Tipe Kontrol Diri (skripsi dan tesis)

Menurut Block dan Block (dalam Zulkarnain, 2002), ada tiga jenis kualitas kontrol diri, yaitu:
  1. Over Control
Kontrol diri yang dilakukan oleh individu secara berlebihan yang menyebabkan individu banyak menahan diri dalam bereaksi terhadap stimulus.
  1. Under Control
Suatu kecenderungan individu untuk melepaskan impuls dengan bebas tanpa perhitungan yang masak.
  1. Appropriate Control
Kontrol individu dalam upaya mengendalikan impuls secara tepat.

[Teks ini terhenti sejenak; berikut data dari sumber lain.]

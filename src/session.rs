//! Call session records
//!
//! The transcript and lifecycle data the runtime keeps for each call.

use crate::config::CallConfig;
use crate::engine::TransferReason;
use chrono::{DateTime, Utc};
use serde::{Deserialize, Serialize};
use std::fmt;

/// Who said a transcript line
#[derive(Debug, Clone, Copy, PartialEq, Eq, Serialize, Deserialize)]
pub enum Speaker {
    Assistant,
    Caller,
}

impl Speaker {
    pub fn label(self) -> &'static str {
        match self {
            Speaker::Assistant => "AI",
            Speaker::Caller => "Caller",
        }
    }
}

impl fmt::Display for Speaker {
    fn fmt(&self, f: &mut fmt::Formatter<'_>) -> fmt::Result {
        f.write_str(self.label())
    }
}

/// A single transcript entry. Never edited once appended.
#[derive(Debug, Clone, PartialEq, Serialize, Deserialize)]
pub struct Turn {
    pub id: String,
    pub session_id: String,
    pub timestamp: DateTime<Utc>,
    pub speaker: Speaker,
    pub message: String,
}

impl Turn {
    pub fn new(session_id: impl Into<String>, speaker: Speaker, message: impl Into<String>) -> Self {
        Self {
            id: uuid::Uuid::new_v4().to_string(),
            session_id: session_id.into(),
            timestamp: Utc::now(),
            speaker,
            message: message.into(),
        }
    }
}

/// Coarse lifecycle status of a call
#[derive(Debug, Clone, Copy, PartialEq, Eq, Serialize, Deserialize, Default)]
#[serde(rename_all = "snake_case")]
pub enum CallStatus {
    #[default]
    Pending,
    Active,
    Completed,
    Transferred,
    Failed,
}

impl CallStatus {
    pub fn as_str(self) -> &'static str {
        match self {
            CallStatus::Pending => "pending",
            CallStatus::Active => "active",
            CallStatus::Completed => "completed",
            CallStatus::Transferred => "transferred",
            CallStatus::Failed => "failed",
        }
    }

    /// Completed, transferred and failed calls accept no further events
    pub fn is_final(self) -> bool {
        matches!(
            self,
            CallStatus::Completed | CallStatus::Transferred | CallStatus::Failed
        )
    }
}

impl fmt::Display for CallStatus {
    fn fmt(&self, f: &mut fmt::Formatter<'_>) -> fmt::Result {
        f.write_str(self.as_str())
    }
}

/// Call session record
#[derive(Debug, Clone, Serialize, Deserialize)]
pub struct CallSession {
    pub id: String,
    pub config: CallConfig,
    pub status: CallStatus,
    pub start_time: Option<DateTime<Utc>>,
    pub end_time: Option<DateTime<Utc>>,
    pub turns: Vec<Turn>,
    /// Set once, when the call completes
    pub summary: Option<String>,
    pub clarification_attempts: u32,
    pub transfer_reason: Option<TransferReason>,
}

impl CallSession {
    pub fn new(config: CallConfig) -> Self {
        Self {
            id: format!("session_{}", uuid::Uuid::new_v4()),
            config,
            status: CallStatus::Pending,
            start_time: None,
            end_time: None,
            turns: Vec::new(),
            summary: None,
            clarification_attempts: 0,
            transfer_reason: None,
        }
    }

    /// Whole seconds between start and end, 0 if either is missing
    pub fn duration_secs(&self) -> u64 {
        match (self.start_time, self.end_time) {
            (Some(start), Some(end)) => {
                u64::try_from((end - start).num_seconds()).unwrap_or_default()
            }
            _ => 0,
        }
    }

    /// Apply a partial update. Fields left as `None` are untouched.
    pub fn apply(&mut self, update: SessionUpdate) {
        if let Some(status) = update.status {
            self.status = status;
        }
        if let Some(start) = update.start_time {
            self.start_time = Some(start);
        }
        if let Some(end) = update.end_time {
            self.end_time = Some(end);
        }
        if let Some(summary) = update.summary {
            self.summary = Some(summary);
        }
        if let Some(count) = update.clarification_attempts {
            self.clarification_attempts = count;
        }
        if let Some(reason) = update.transfer_reason {
            self.transfer_reason = Some(reason);
        }
    }
}

/// Partial update for a session record
#[derive(Debug, Clone, Default, PartialEq)]
pub struct SessionUpdate {
    pub status: Option<CallStatus>,
    pub start_time: Option<DateTime<Utc>>,
    pub end_time: Option<DateTime<Utc>>,
    pub summary: Option<String>,
    pub clarification_attempts: Option<u32>,
    pub transfer_reason: Option<TransferReason>,
}

impl SessionUpdate {
    pub fn status(status: CallStatus) -> Self {
        Self {
            status: Some(status),
            ..Self::default()
        }
    }
}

Sarafino (1998) mengemukakan jenis-jenis kontrol diri yang digunakan individu ketika menghadapi stimulus :
  1. Behavioral Control
kemampuan untuk mengambil tindakan konkrit untuk mengurangi akibat dari stresor. Tindakan ini dapat berupa pengurangan intensitas kejadian atau memperpendek durasi kejadian.
  1. Cognitive Control
Kemampuan untuk menggunakan proses berpikir atau strategi untuk memodifikasi akibat dari stresor. Strategi dapat berupa penggunaan cara yang berbeda dalam memikirkan kejadian tersebut atau memfokuskan pada pemikiran yang menyenangkan atau netral
  1. Declaration Control
Kesempatan untuk memilih antara prosedur alternatif atau tindakan yang dilakukan.
  1. Informational Control
Kesempatan untuk mendapatkan pengetahuan mengenai kejadian yang menekan, kapan akan terjadi, mengapa dan apa konsekuensinya.

  1. Retrospective Control
Menyinggung kepercayaan mengenai apa atau siapa yang menekan setelah kejadian tersebut terjadi.